### [What you need to do]
Only one stretch of the data below is wanted: the lines starting at the one with "the list invariants" and ending at the one with "#[derive(Debug, Clone)]", both included, given again exactly.

### [Material to process]
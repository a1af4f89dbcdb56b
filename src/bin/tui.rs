use anyhow::Result;

fn main() -> Result<()> {
    dragdo::tui::run()
}
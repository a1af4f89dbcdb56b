use crate::tui::state::{AppState, InputMode};
use crate::view::{ListView, View};
use ratatui::{
    Frame,
    layout::{Alignment, Constraint, Direction, Layout},
    style::{Color, Modifier, Style},
    text::{Line, Span},
    widgets::{Block, Borders, List, ListItem, Paragraph, Wrap},
};

pub fn draw(f: &mut Frame, state: &mut AppState, view: &View, summary: &str) {
    let v_chunks = Layout::default()
        .direction(Direction::Vertical)
        .constraints([Constraint::Min(0), Constraint::Length(3)].as_ref())
        .split(f.area());
    state.list_area = v_chunks[0];

    let title = format!(" Todo ({}) ", summary);
    let border_style = if state.carrying {
        Style::default().fg(Color::Yellow)
    } else {
        Style::default()
    };
    let block = Block::default()
        .borders(Borders::ALL)
        .title(title)
        .border_style(border_style);

    // --- Task List ---
    match &view.list {
        ListView::Empty { message } => {
            let empty = Paragraph::new(message.as_str())
                .style(Style::default().fg(Color::DarkGray))
                .alignment(Alignment::Center)
                .wrap(Wrap { trim: true })
                .block(block);
            f.render_widget(empty, v_chunks[0]);
        }
        ListView::Rows(rows) => {
            let items: Vec<ListItem> = rows
                .iter()
                .map(|row| {
                    let mut style = if row.completed {
                        Style::default()
                            .fg(Color::DarkGray)
                            .add_modifier(Modifier::CROSSED_OUT)
                    } else {
                        Style::default().fg(Color::White)
                    };
                    if row.dragging {
                        style = style.fg(Color::Yellow).add_modifier(Modifier::DIM);
                    }
                    if row.editing {
                        style = style.fg(Color::Magenta);
                    }
                    let handle = if row.drag_over { "▶ " } else { "≡ " };
                    let checkbox = if row.completed { "[x] " } else { "[ ] " };
                    ListItem::new(Line::from(vec![
                        Span::styled(handle, Style::default().fg(Color::DarkGray)),
                        Span::raw(checkbox),
                        Span::styled(row.content.clone(), style),
                    ]))
                })
                .collect();

            let list = List::new(items).block(block).highlight_style(
                Style::default()
                    .add_modifier(Modifier::BOLD)
                    .bg(Color::DarkGray),
            );
            f.render_stateful_widget(list, v_chunks[0], &mut state.list_state);
        }
    }

    // --- Footer / Input ---
    let footer_area = v_chunks[1];
    match state.mode {
        InputMode::Creating | InputMode::Editing => {
            let (title, color) = match state.mode {
                InputMode::Editing => (" Edit Todo ", Color::Magenta),
                _ => (" Add Todo ", Color::Yellow),
            };
            let prefix = "> ";
            let input = Paragraph::new(format!("{}{}", prefix, state.input_buffer))
                .style(Style::default().fg(color))
                .block(Block::default().borders(Borders::ALL).title(title));
            f.render_widget(input, footer_area);
            let typed: String = state
                .input_buffer
                .chars()
                .take(state.cursor_position)
                .collect();
            let cursor_x = footer_area.x
                + 1
                + prefix.chars().count() as u16
                + Line::from(typed.as_str()).width() as u16;
            let cursor_y = footer_area.y + 1;
            f.set_cursor_position((cursor_x, cursor_y));
        }
        InputMode::Normal => {
            let f_chunks = Layout::default()
                .direction(Direction::Horizontal)
                .constraints([Constraint::Percentage(50), Constraint::Percentage(50)])
                .split(footer_area);
            let status = Paragraph::new(state.message.clone())
                .style(Style::default().fg(Color::Cyan))
                .block(
                    Block::default()
                        .borders(Borders::LEFT | Borders::TOP | Borders::BOTTOM)
                        .title(" Status "),
                );
            let help_text = if state.carrying {
                "j/k: Target | m/Enter: Drop | Esc: Cancel"
            } else {
                "a:Add | e:Edit | Space:Done | d:Del | m:Move | q:Quit"
            };
            let help = Paragraph::new(help_text)
                .style(Style::default().fg(Color::DarkGray))
                .alignment(Alignment::Right)
                .block(
                    Block::default()
                        .borders(Borders::RIGHT | Borders::TOP | Borders::BOTTOM)
                        .title(" Actions "),
                );
            f.render_widget(status, f_chunks[0]);
            f.render_widget(help, f_chunks[1]);
        }
    }
}
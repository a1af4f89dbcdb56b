// File: ./src/storage.rs
use crate::error::{StorageError, StorageResult};
use crate::model::{TodoId, TodoItem};
use directories::ProjectDirs;
use fs2::FileExt;
use std::cell::{Cell, RefCell};
use std::collections::{HashMap, HashSet};
use std::fs::{self, OpenOptions};
use std::path::{Path, PathBuf};
use tracing::{debug, warn};

/// Key the list is stored under.
pub const STORAGE_KEY: &str = "todos";

/// Where the list lives between runs.
///
/// `load` never fails: a missing or unreadable value is an empty list.
/// `save` reports failures, but callers treat it as best-effort.
pub trait Persistence {
    fn load(&self) -> Vec<TodoItem>;
    fn save(&self, items: &[TodoItem]) -> StorageResult<()>;
}

impl<P: Persistence + ?Sized> Persistence for &P {
    fn load(&self) -> Vec<TodoItem> {
        (**self).load()
    }

    fn save(&self, items: &[TodoItem]) -> StorageResult<()> {
        (**self).save(items)
    }
}

/// Parses a stored value, dropping records that break the list invariants
/// (blank content, repeated ids). Corrupt JSON yields an empty list.
pub fn decode(raw: &str) -> Vec<TodoItem> {
    let items: Vec<TodoItem> = match serde_json::from_str(raw) {
        Ok(items) => items,
        Err(e) => {
            warn!("Ignoring corrupt stored list: {}", e);
            return vec![];
        }
    };

    let mut seen: HashSet<TodoId> = HashSet::new();
    items
        .into_iter()
        .filter_map(|mut item| {
            let content = item.content.trim();
            if content.is_empty() {
                warn!("Dropping stored item {} with blank content", item.id);
                return None;
            }
            if !seen.insert(item.id) {
                warn!("Dropping stored item with duplicate id {}", item.id);
                return None;
            }
            item.content = content.to_string();
            Some(item)
        })
        .collect()
}

pub fn encode(items: &[TodoItem]) -> StorageResult<String> {
    Ok(serde_json::to_string_pretty(items)?)
}

/// File-backed storage: one JSON file per key inside a data directory.
#[derive(Debug, Clone)]
pub struct LocalStorage {
    dir: PathBuf,
    key: String,
}

impl LocalStorage {
    pub fn new<P: Into<PathBuf>>(dir: P, key: &str) -> Self {
        Self {
            dir: dir.into(),
            key: key.to_string(),
        }
    }

    /// Storage rooted at the platform data directory.
    pub fn in_default_dir(key: &str) -> StorageResult<Self> {
        let dir = Self::default_dir().ok_or(StorageError::NoDataDir)?;
        Ok(Self::new(dir, key))
    }

    pub fn default_dir() -> Option<PathBuf> {
        ProjectDirs::from("org", "dragdo", "dragdo").map(|proj| proj.data_dir().to_path_buf())
    }

    pub fn path(&self) -> PathBuf {
        self.dir.join(format!("{}.json", self.key))
    }

    /// Atomic write: Write to .tmp file then rename
    pub fn atomic_write<P: AsRef<Path>, C: AsRef<[u8]>>(path: P, contents: C) -> StorageResult<()> {
        let path = path.as_ref();
        let tmp_path = path.with_extension("tmp");
        fs::write(&tmp_path, contents)?;
        fs::rename(tmp_path, path)?;
        Ok(())
    }

    /// Runs `f` while holding an exclusive advisory lock next to `path`.
    pub fn with_lock<T, F>(path: &Path, f: F) -> StorageResult<T>
    where
        F: FnOnce() -> StorageResult<T>,
    {
        let lock_path = path.with_extension("lock");
        let lock_err = |source| StorageError::Lock {
            path: lock_path.display().to_string(),
            source,
        };
        let file = OpenOptions::new()
            .create(true)
            .truncate(false)
            .write(true)
            .open(&lock_path)
            .map_err(lock_err)?;
        file.lock_exclusive().map_err(lock_err)?;
        let result = f();
        let _ = FileExt::unlock(&file);
        result
    }
}

impl Persistence for LocalStorage {
    fn load(&self) -> Vec<TodoItem> {
        let path = self.path();
        if !path.exists() {
            debug!("No stored list at {}", path.display());
            return vec![];
        }
        match fs::read_to_string(&path) {
            Ok(raw) => decode(&raw),
            Err(e) => {
                warn!("Could not read {}: {}", path.display(), e);
                vec![]
            }
        }
    }

    fn save(&self, items: &[TodoItem]) -> StorageResult<()> {
        if !self.dir.exists() {
            fs::create_dir_all(&self.dir)?;
        }
        let path = self.path();
        let json = encode(items)?;
        Self::with_lock(&path, || Self::atomic_write(&path, &json))?;
        debug!("Saved {} items to {}", items.len(), path.display());
        Ok(())
    }
}

/// In-process key-value storage. `set_failing(true)` makes every write fail,
/// the way a full or disabled browser store would.
#[derive(Debug)]
pub struct MemoryStorage {
    key: String,
    values: RefCell<HashMap<String, String>>,
    failing: Cell<bool>,
}

impl Default for MemoryStorage {
    fn default() -> Self {
        Self::new(STORAGE_KEY)
    }
}

impl MemoryStorage {
    pub fn new(key: &str) -> Self {
        Self {
            key: key.to_string(),
            values: RefCell::new(HashMap::new()),
            failing: Cell::new(false),
        }
    }

    pub fn set_failing(&self, failing: bool) {
        self.failing.set(failing);
    }

    /// Raw stored value under this storage's key.
    pub fn raw(&self) -> Option<String> {
        self.values.borrow().get(&self.key).cloned()
    }

    pub fn set_raw(&self, value: &str) {
        self.values
            .borrow_mut()
            .insert(self.key.clone(), value.to_string());
    }
}

impl Persistence for MemoryStorage {
    fn load(&self) -> Vec<TodoItem> {
        match self.raw() {
            Some(raw) => decode(&raw),
            None => vec![],
        }
    }

    fn save(&self, items: &[TodoItem]) -> StorageResult<()> {
        if self.failing.get() {
            return Err(StorageError::WriteRejected(self.key.clone()));
        }
        let json = encode(items)?;
        self.set_raw(&json);
        Ok(())
    }
}
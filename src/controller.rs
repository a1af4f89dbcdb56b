// File: ./src/controller.rs
use crate::model::TodoId;
use crate::storage::Persistence;
use crate::store::TodoList;
use crate::view::{self, Renderer, UiState, View};
use tracing::debug;

/// One discrete user action.
#[derive(Debug, Clone, PartialEq, Eq)]
pub enum Gesture {
    OpenAddForm,
    CancelAdd,
    SubmitAdd(String),
    BeginEdit(TodoId),
    CancelEdit,
    SubmitEdit(String),
    Toggle(TodoId),
    Delete(TodoId),
    DragStart(usize),
    DragEnter(usize),
    DragLeave,
    Drop(usize),
    DragEnd,
}

/// Forwards gestures to the model and keeps the form and drag state that
/// belongs to the presentation, not the list.
#[derive(Debug, Default)]
pub struct Controller {
    ui: UiState,
}

impl Controller {
    pub fn new() -> Self {
        Self::default()
    }

    pub fn ui(&self) -> &UiState {
        &self.ui
    }

    pub fn view<S: Persistence, R: Renderer>(
        &self,
        list: &TodoList<S, R>,
        empty_message: &str,
    ) -> View {
        view::render(list.items(), &self.ui, empty_message)
    }

    /// Applies `gesture`. Returns true when the screen needs redrawing.
    pub fn handle<S: Persistence, R: Renderer>(
        &mut self,
        list: &mut TodoList<S, R>,
        gesture: Gesture,
    ) -> bool {
        debug!("Gesture: {:?}", gesture);
        match gesture {
            Gesture::OpenAddForm => {
                self.ui.add_form_open = true;
                true
            }
            Gesture::CancelAdd => {
                let was_open = self.ui.add_form_open;
                self.ui.add_form_open = false;
                was_open
            }
            Gesture::SubmitAdd(text) => {
                if list.add(&text).is_some() {
                    self.ui.add_form_open = false;
                    true
                } else {
                    false
                }
            }
            Gesture::BeginEdit(id) => {
                if list.get(id).is_none() {
                    return false;
                }
                self.ui.editing = Some(id);
                true
            }
            Gesture::CancelEdit => self.ui.editing.take().is_some(),
            Gesture::SubmitEdit(text) => {
                let Some(id) = self.ui.editing else {
                    return false;
                };
                if list.edit(id, &text) {
                    self.ui.editing = None;
                    true
                } else {
                    false
                }
            }
            Gesture::Toggle(id) => list.toggle_complete(id),
            Gesture::Delete(id) => {
                let deleted = list.delete(id);
                if deleted && self.ui.editing == Some(id) {
                    self.ui.editing = None;
                }
                deleted
            }
            Gesture::DragStart(index) => {
                if index >= list.len() {
                    return false;
                }
                self.ui.drag_source = Some(index);
                self.ui.drag_over = None;
                true
            }
            Gesture::DragEnter(index) => {
                if self.ui.drag_source.is_none() || self.ui.drag_over == Some(index) {
                    return false;
                }
                self.ui.drag_over = Some(index);
                true
            }
            Gesture::DragLeave => self.ui.drag_over.take().is_some(),
            Gesture::Drop(index) => {
                let Some(source) = self.clear_drag() else {
                    debug!("Drop on {} without a drag source", index);
                    return false;
                };
                list.reorder(source, index);
                true
            }
            Gesture::DragEnd => self.clear_drag().is_some(),
        }
    }

    fn clear_drag(&mut self) -> Option<usize> {
        self.ui.drag_over = None;
        self.ui.drag_source.take()
    }
}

### [The answer]
/// Parses a stored value, dropping records that break the list invariants
/// (blank content, repeated ids). Corrupt JSON yields an empty list.
pub fn decode(raw: &str) -> Vec<TodoItem> {
    let items: Vec<TodoItem> = match serde_json::from_str(raw) {
        Ok(items) => items,
        Err(e) => {
            warn!("Ignoring corrupt stored list: {}", e);
            return vec![];
        }
    };

    let mut seen: HashSet<TodoId> = HashSet::new();
    items
        .into_iter()
        .filter_map(|mut item| {
            let content = item.content.trim();
            if content.is_empty() {
                warn!("Dropping stored item {} with blank content", item.id);
                return None;
            }
            if !seen.insert(item.id) {
                warn!("Dropping stored item with duplicate id {}", item.id);
                return None;
            }
            item.content = content.to_string();
            Some(item)
        })
        .collect()
}

pub fn encode(items: &[TodoItem]) -> StorageResult<String> {
    Ok(serde_json::to_string_pretty(items)?)
}

/// File-backed storage: one JSON file per key inside a data directory.
#[derive(Debug, Clone)]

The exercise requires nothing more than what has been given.